A former regional journalist-turned-artist has launched her first solo exhibition – a celebration of Teeline shorthand.
She returned to higher education to study creative practices at Stroud College, and went on to take a diploma in fine art.
Mother-of-five Tracy, aged 43, said she had noticed that some of the shapes she was using in her art projects were similar to shorthand outlines.
“I just decided to marry the two things together. The exhibition is a celebration of my life as a reporter and also marks the launch of a new career as an artist,” she said.
“Shorthand is the sketch of a feature, just as a line drawing may be the sketch for a painting or mixed media composition.”

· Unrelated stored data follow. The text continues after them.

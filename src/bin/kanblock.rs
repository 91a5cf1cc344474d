use kanblock::cli;
use simplelog::{ColorChoice, LevelFilter, TermLogger, TerminalMode};
use std::env;
use std::io;
use std::process::ExitCode;

fn main() -> ExitCode {
    let args: Vec<String> = env::args().skip(1).collect();

    let parsed = match cli::parse_args(&args) {
        Ok(parsed) => parsed,
        Err(e) => {
            eprintln!("Error: {:#}", e);
            eprintln!("Run 'kanblock help' for usage.");
            return ExitCode::from(2);
        }
    };

    let level = if parsed.verbose {
        LevelFilter::Debug
    } else {
        LevelFilter::Warn
    };
    // Logs go to stderr so `show` output stays clean for piping.
    if let Err(e) = TermLogger::init(
        level,
        simplelog::Config::default(),
        TerminalMode::Stderr,
        ColorChoice::Auto,
    ) {
        eprintln!("Failed to initialize logging: {}", e);
    }

    let stdin = io::stdin();
    let stdout = io::stdout();
    match cli::run(&parsed, &mut stdin.lock(), &mut stdout.lock()) {
        Ok(code) => ExitCode::from(code as u8),
        Err(e) => {
            log::error!("{:#}", e);
            eprintln!("Error: {:#}", e);
            ExitCode::FAILURE
        }
    }
}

The show, entitled The Art of Shorthand, is being held at Kendrick Street Gallery in Stroud and will be in place until December 31.
Tracy said she hopes her work will get people talking about shorthand.
“In the age of modern technology, the traditional form of shorthand is dying out. Amazingly enough the first shorthand was written on wax tablets in 63BC. We no longer see the likes of Pitman, and although Teeline is still used, there are not many, apart from journalists and some secretaries, who use it on a regular basis,” she added.
“Yet young people are using shorthand all the time in the form of phone texts – that is the modern version of shorthand.”
All visitors will be able to leave a message in shorthand – whether they use Pitman, Teeline or text-speak.